- **What to do**:
Repeat the records exactly, so that each line matches the original.

▼

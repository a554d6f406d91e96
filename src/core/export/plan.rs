//! Batch plan for an export range
//!
//! Computed purely from the layout, so it can be shown before any network
//! access (`plan` command and `export --dry-run`).

use crate::domain::{BatchIndex, BatchLayout, ExportRange};

/// Which batches an export touches and how much of each edge batch is used
#[derive(Debug, Clone, Copy, PartialEq, Eq)]
pub struct ExportPlan {
    pub range: ExportRange,
    pub values_per_batch: u64,
    pub first_batch: BatchIndex,
    pub last_batch: BatchIndex,
    /// Values of the first batch skipped before the range starts
    pub ignore_first: u64,
    /// Values taken from the last batch
    pub taken_from_last: u64,
}

impl ExportPlan {
    pub fn new(layout: &BatchLayout, range: ExportRange) -> Self {
        let values_per_batch = layout.values_per_batch();
        let first_batch = layout.first_batch(range.start_at());
        let last_batch = layout.first_batch(range.end_at());
        let ignore_first = layout.ignore_first(range.start_at());

        let taken_from_last = if first_batch == last_batch {
            range.how_many()
        } else {
            (range.end_at() - 1) % values_per_batch + 1
        };

        Self {
            range,
            values_per_batch,
            first_batch,
            last_batch,
            ignore_first,
            taken_from_last,
        }
    }

    /// Number of oracle reads the export performs
    pub fn batch_count(&self) -> u64 {
        self.last_batch.value() - self.first_batch.value() + 1
    }
}

#[cfg(test)]
mod tests {
    use super::*;

    #[test]
    fn test_plan_single_batch() {
        let plan = ExportPlan::new(&BatchLayout::default(), ExportRange::new(1, 10).unwrap());
        assert_eq!(plan.first_batch.value(), 1);
        assert_eq!(plan.last_batch.value(), 1);
        assert_eq!(plan.batch_count(), 1);
        assert_eq!(plan.ignore_first, 0);
        assert_eq!(plan.taken_from_last, 10);
    }

    #[test]
    fn test_plan_spanning_batches() {
        // values 400..=1000 -> batches 1..=3
        let plan = ExportPlan::new(&BatchLayout::default(), ExportRange::new(400, 601).unwrap());
        assert_eq!(plan.first_batch.value(), 1);
        assert_eq!(plan.last_batch.value(), 3);
        assert_eq!(plan.batch_count(), 3);
        assert_eq!(plan.ignore_first, 399);
        assert_eq!(plan.taken_from_last, 120);

        let total = (plan.values_per_batch - plan.ignore_first)
            + plan.values_per_batch * (plan.batch_count() - 2)
            + plan.taken_from_last;
        assert_eq!(total, plan.range.how_many());
    }

    #[test]
    fn test_plan_exact_batch_boundaries() {
        let plan = ExportPlan::new(&BatchLayout::default(), ExportRange::new(441, 880).unwrap());
        assert_eq!(plan.first_batch.value(), 2);
        assert_eq!(plan.last_batch.value(), 3);
        assert_eq!(plan.ignore_first, 0);
        assert_eq!(plan.taken_from_last, 440);
    }
}
//! Plan command implementation

use super::RangeArgs;
use crate::config::load_config_or_default;
use crate::core::export::ExportPlan;
use clap::Args;

/// Arguments for the plan command
#[derive(Args, Debug)]
pub struct PlanArgs {
    #[command(flatten)]
    pub range: RangeArgs,
}

impl PlanArgs {
    /// Execute the plan command
    pub async fn execute(&self, config_path: &str) -> anyhow::Result<i32> {
        let config = match load_config_or_default(config_path) {
            Ok(c) => c,
            Err(e) => {
                eprintln!("{e}");
                return Ok(2);
            }
        };

        let (range, layout) = match (self.range.to_range(), config.export.layout()) {
            (Ok(range), Ok(layout)) => (range, layout),
            (Err(e), _) | (_, Err(e)) => {
                eprintln!("Invalid export parameters: {e}");
                return Ok(2);
            }
        };

        let plan = ExportPlan::new(&layout, range);
        print_plan(&plan);
        println!("  Output file: {}", config.export.output_path(&range).display());
        println!();
        Ok(0)
    }
}

/// Prints the batch plan; shared with `export --dry-run`
pub fn print_plan(plan: &ExportPlan) {
    println!("Export Plan:");
    println!(
        "  Values: {}..={} ({} values)",
        plan.range.start_at(),
        plan.range.end_at(),
        plan.range.how_many()
    );
    println!("  Values per batch: {}", plan.values_per_batch);
    println!(
        "  Batches: {}..={} ({} reads)",
        plan.first_batch,
        plan.last_batch,
        plan.batch_count()
    );
    println!("  Skipped in first batch: {}", plan.ignore_first);
    println!("  Taken from last batch: {}", plan.taken_from_last);
}
// entropy-export - on-chain VRF entropy to text file exporter
// Copyright (c) 2025 Entropy Export Contributors
// Licensed under the MIT License

use clap::Parser;
use entropy_export::cli::{Cli, Commands};
use entropy_export::config::load_config_or_default;
use entropy_export::logging::init_logging;
use std::process;

#[tokio::main]
async fn main() {
    // Load environment variables from .env file if present
    let _ = dotenvy::dotenv();

    let cli = Cli::parse();

    // Logging settings come from the config when it loads; commands report
    // configuration errors themselves
    let config = load_config_or_default(&cli.config).ok();
    let log_level = cli
        .log_level
        .clone()
        .or_else(|| config.as_ref().map(|c| c.application.log_level.clone()))
        .unwrap_or_else(|| "info".to_string());
    let logging_config = config.map(|c| c.logging).unwrap_or_default();

    let guard = match init_logging(&log_level, &logging_config) {
        Ok(guard) => guard,
        Err(e) => {
            eprintln!("Failed to initialize logging: {e}");
            process::exit(5);
        }
    };

    tracing::debug!(version = env!("CARGO_PKG_VERSION"), "entropy-export");

    let exit_code = match execute_command(&cli).await {
        Ok(code) => code,
        Err(e) => {
            tracing::error!(error = %e, "Command execution failed");
            eprintln!("Error: {e}");
            5 // Fatal error exit code
        }
    };

    drop(guard);
    process::exit(exit_code);
}

/// Execute the CLI command
async fn execute_command(cli: &Cli) -> anyhow::Result<i32> {
    match &cli.command {
        Commands::Export(args) => args.execute(&cli.config).await,
        Commands::Plan(args) => args.execute(&cli.config).await,
        Commands::ValidateConfig(args) => args.execute(&cli.config).await,
        Commands::Init(args) => args.execute().await,
    }
}
//! Domain models and types for the exporter.
//!
//! # Overview
//!
//! The domain layer provides:
//! - **Strongly-typed identifiers** ([`ContractAddress`], [`BatchIndex`])
//! - **Batch arithmetic** ([`BatchLayout`], [`ExportRange`])
//! - **Error types** ([`ExportError`], [`OracleError`])
//! - **Result type alias** ([`Result`])
//!
//! # Example
//!
//! ```rust
//! use entropy_export::domain::{BatchLayout, ExportRange};
//!
//! let layout = BatchLayout::default();
//! let range = ExportRange::new(1000, 50).unwrap();
//!
//! // Value 1000 lives in the third batch, after 119 earlier values
//! assert_eq!(layout.first_batch(range.start_at()).value(), 3);
//! assert_eq!(layout.ignore_first(range.start_at()), 119);
//! ```

pub mod errors;
pub mod ids;
pub mod layout;
pub mod result;

// Re-export commonly used types for convenience
pub use errors::{ExportError, OracleError};
pub use ids::{BatchIndex, ContractAddress};
pub use layout::{BatchLayout, ExportRange};
pub use result::Result;
//! Export orchestration
//!
//! This module contains the export run loop and its supporting pieces.

pub mod coordinator;
pub mod plan;
pub mod progress;
pub mod summary;
pub mod writer;

pub use coordinator::Exporter;
pub use plan::ExportPlan;
pub use progress::{progress_line, ConsoleProgress, ProgressSink, ProgressTracker};
pub use summary::ExportSummary;
pub use writer::OutputWriter;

▲

- **Answer**:
repository a554d6f406d91e96
filename src/core/export/plan.rs
//! Batch plan for an export range
//!
//! Computed purely from the layout, so it can be shown before any network
//! access (`plan` command and `export --dry-run`).

use crate::domain::{BatchIndex, BatchLayout, ExportRange};

/// Which batches an export touches and how much of each edge batch is used
#[derive(Debug, Clone, Copy, PartialEq, Eq)]
pub struct ExportPlan {
    pub range: ExportRange,
    pub values_per_batch: u64,
    pub first_batch: BatchIndex,
    pub last_batch: BatchIndex,
    /// Values of the first batch skipped before the range starts
    pub ignore_first: u64,
    /// Values taken from the last batch
    pub taken_from_last: u64,
}

impl ExportPlan {
    pub fn new(layout: &BatchLayout, range: ExportRange) -> Self {
        let values_per_batch = layout.values_per_batch();
        let first_batch = layout.first_batch(range.start_at());
        let last_batch = layout.first_batch(range.end_at());
        let ignore_first = layout.ignore_first(range.start_at());

        let taken_from_last = if first_batch == last_batch {
            range.how_many()
        } else {
            (range.end_at() - 1) % values_per_batch + 1
        };

        Self {
            range,
            values_per_batch,
            first_batch,
            last_batch,
            ignore_first,
            taken_from_last,
        }
    }

    /// Number of oracle reads the export performs
    pub fn batch_count(&self) -> u64 {
        self.last_batch.value() - self.first_batch.value() + 1
    }
}

#[cfg(test)]
mod tests {
    use super::*;

    #[test]
    fn test_plan_single_batch() {
        let plan = ExportPlan::new(&BatchLayout::default(), ExportRange::new(1, 10).unwrap());
        assert_eq!(plan.first_batch.value(), 1);
        assert_eq!(plan.last_batch.value(), 1);
        assert_eq!(plan.batch_count(), 1);
        assert_eq!(plan.ignore_first, 0);
        assert_eq!(plan.taken_from_last, 10);
    }

    #[test]
    fn test_plan_spanning_batches() {
        // values 400..=1000 -> batches 1..=3
        let plan = ExportPlan::new(&BatchLayout::default(), ExportRange::new(400, 601).unwrap());
        assert_eq!(plan.first_batch.value(), 1);
        assert_eq!(plan.last_batch.value(), 3);
        assert_eq!(plan.batch_count(), 3);
        assert_eq!(plan.ignore_first, 399);
        assert_eq!(plan.taken_from_last, 120);

        let total = (plan.values_per_batch - plan.ignore_first)
            + plan.values_per_batch * (plan.batch_count() - 2)
            + plan.taken_from_last;
        assert_eq!(total, plan.range.how_many());
    }

    #[test]
    fn test_plan_exact_batch_boundaries() {
        let plan = ExportPlan::new(&BatchLayout::default(), ExportRange::new(441, 880).unwrap());
        assert_eq!(plan.first_batch.value(), 2);
        assert_eq!(plan.last_batch.value(), 3);
        assert_eq!(plan.ignore_first, 0);
        assert_eq!(plan.taken_from_last, 440);
    }
}
//! Plan command implementation

use super::RangeArgs;
use crate::config::load_config_or_default;
use crate::core::export::ExportPlan;
use clap::Args;

/// Arguments for the plan command
#[derive(Args, Debug)]
pub struct PlanArgs {
    #[command(flatten)]
    pub range: RangeArgs,
}

impl PlanArgs {
    /// Execute the plan command
    pub async fn execute(&self, config_path: &str) -> anyhow::Result<i32> {
        let config = match load_config_or_default(config_path) {
            Ok(c) => c,
            Err(e) => {
                eprintln!("{e}");
                return Ok(2);
            }
        };

        let (range, layout) = match (self.range.to_range(), config.export.layout()) {
            (Ok(range), Ok(layout)) => (range, layout),
            (Err(e), _) | (_, Err(e)) => {
                eprintln!("Invalid export parameters: {e}");
                return Ok(2);
            }
        };

        let plan = ExportPlan::new(&layout, range);
        print_plan(&plan);
        println!("  Output file: {}", config.export.output_path(&range).display());
        println!();
        Ok(0)
    }
}

/// Prints the batch plan; shared with `export --dry-run`
pub fn print_plan(plan: &ExportPlan) {
    println!("Export Plan:");
    println!(
        "  Values: {}..={} ({} values)",
        plan.range.start_at(),
        plan.range.end_at(),
        plan.range.how_many()
    );
    println!("  Values per batch: {}", plan.values_per_batch);
    println!(
        "  Batches: {}..={} ({} reads)",
        plan.first_batch,
        plan.last_batch,
        plan.batch_count()
    );
    println!("  Skipped in first batch: {}", plan.ignore_first);
    println!("  Taken from last batch: {}", plan.taken_from_last);
}
// entropy-export - on-chain VRF entropy to text file exporter
// Copyright (c) 2025 Entropy Export Contributors
// Licensed under the MIT License

use clap::Parser;
use entropy_export::cli::{Cli, Commands};
use entropy_export::config::load_config_or_default;
use entropy_export::logging::init_logging;
use std::process;

#[tokio::main]
async fn main() {
    // Load environment variables from .env file if present
    let _ = dotenvy::dotenv();

    let cli = Cli::parse();

    // Logging settings come from the config when it loads; commands report
    // configuration errors themselves
    let config = load_config_or_default(&cli.config).ok();
    let log_level = cli
        .log_level
        .clone()
        .or_else(|| config.as_ref().map(|c| c.application.log_level.clone()))
        .unwrap_or_else(|| "info".to_string());
    let logging_config = config.map(|c| c.logging).unwrap_or_default();

    let guard = match init_logging(&log_level, &logging_config) {
        Ok(guard) => guard,
        Err(e) => {
            eprintln!("Failed to initialize logging: {e}");
            process::exit(5);
        }
    };

    tracing::debug!(version = env!("CARGO_PKG_VERSION"), "entropy-export");

    let exit_code = match execute_command(&cli).await {
        Ok(code) => code,
        Err(e) => {
            tracing::error!(error = %e, "Command execution failed");
            eprintln!("Error: {e}");
            5 // Fatal error exit code
        }
    };

    drop(guard);
    process::exit(exit_code);
}

/// Execute the CLI command
async fn execute_command(cli: &Cli) -> anyhow::Result<i32> {
    match &cli.command {
        Commands::Export(args) => args.execute(&cli.config).await,
        Commands::Plan(args) => args.execute(&cli.config).await,
        Commands::ValidateConfig(args) => args.execute(&cli.config).await,
        Commands::Init(args) => args.execute().await,
    }
}
//! Domain models and types for the exporter.
//!
//! # Overview
//!
//! The domain layer provides:
//! - **Strongly-typed identifiers** ([`ContractAddress`], [`BatchIndex`])
//! - **Batch arithmetic** ([`BatchLayout`], [`ExportRange`])
//! - **Error types** ([`ExportError`], [`OracleError`])
//! - **Result type alias** ([`Result`])
//!
//! # Example
//!
//! ```rust
//! use entropy_export::domain::{BatchLayout, ExportRange};
//!
//! let layout = BatchLayout::default();
//! let range = ExportRange::new(1000, 50).unwrap();
//!
//! // Value 1000 lives in the third batch, after 119 earlier values
//! assert_eq!(layout.first_batch(range.start_at()).value(), 3);
//! assert_eq!(layout.ignore_first(range.start_at()), 119);
//! ```

pub mod errors;
pub mod ids;
pub mod layout;
pub mod result;

// Re-export commonly used types for convenience
pub use errors::{ExportError, OracleError};
pub use ids::{BatchIndex, ContractAddress};
pub use layout::{BatchLayout, ExportRange};
pub use result::Result;
//! Export orchestration
//!
//! This module contains the export run loop and its supporting pieces.

pub mod coordinator;
pub mod plan;
pub mod progress;
pub mod summary;
pub mod writer;

pub use coordinator::Exporter;
pub use plan::ExportPlan;
pub use progress::{progress_line, ConsoleProgress, ProgressSink, ProgressTracker};
pub use summary::ExportSummary;
pub use writer::OutputWriter;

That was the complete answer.